TASK TO CARRY OUT:
Exactly reproduce each of the entries shown below.

DATA FOR PROCESSING:
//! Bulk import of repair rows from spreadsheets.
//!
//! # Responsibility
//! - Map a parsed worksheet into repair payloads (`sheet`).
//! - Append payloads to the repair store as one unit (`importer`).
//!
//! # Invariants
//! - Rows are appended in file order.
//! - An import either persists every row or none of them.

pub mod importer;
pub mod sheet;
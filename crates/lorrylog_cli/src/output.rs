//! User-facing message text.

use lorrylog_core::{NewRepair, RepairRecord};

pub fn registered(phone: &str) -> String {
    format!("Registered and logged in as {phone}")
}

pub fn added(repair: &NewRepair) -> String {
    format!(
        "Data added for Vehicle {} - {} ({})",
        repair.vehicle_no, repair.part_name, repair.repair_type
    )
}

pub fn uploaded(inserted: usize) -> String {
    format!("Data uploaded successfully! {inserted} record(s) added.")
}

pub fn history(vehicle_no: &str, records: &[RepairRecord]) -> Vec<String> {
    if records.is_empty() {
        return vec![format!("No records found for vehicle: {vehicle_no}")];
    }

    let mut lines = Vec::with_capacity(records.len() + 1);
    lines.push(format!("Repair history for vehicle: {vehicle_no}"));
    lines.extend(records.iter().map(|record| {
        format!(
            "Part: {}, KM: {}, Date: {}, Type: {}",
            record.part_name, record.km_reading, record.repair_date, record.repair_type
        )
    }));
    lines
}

SOLUTION:
//! Bulk import of repair rows from spreadsheets.
//!
//! # Responsibility
//! - Map a parsed worksheet into repair payloads (`sheet`).
//! - Append payloads to the repair store as one unit (`importer`).
//!
//! # Invariants
//! - Rows are appended in file order.
//! - An import either persists every row or none of them.

pub mod importer;
pub mod sheet;
filename crates/lorrylog_cli/src/output.rs
//! User-facing message text.

use lorrylog_core::{NewRepair, RepairRecord};

pub fn registered(phone: &str) -> String {
    format!("Registered and logged in as {phone}")
}

pub fn added(repair: &NewRepair) -> String {
    format!(
        "Data added for Vehicle {} - {} ({})",
        repair.vehicle_no, repair.part_name, repair.repair_type
    )
}

pub fn uploaded(inserted: usize) -> String {
    format!("Data uploaded successfully! {inserted} record(s) added.")
}

pub fn history(vehicle_no: &str, records: &[RepairRecord]) -> Vec<String> {
    if records.is_empty() {
        return vec![format!("No records found for vehicle: {vehicle_no}")];
    }

    let mut lines = Vec::with_capacity(records.len() + 1);
    lines.push(format!("Repair history for vehicle: {vehicle_no}"));
    lines.extend(records.iter().map(|record| {
        format!(
            "Part: {}, KM: {}, Date: {}, Type: {}",
            record.part_name, record.km_reading, record.repair_date, record.repair_type
        )
    }));
    lines
}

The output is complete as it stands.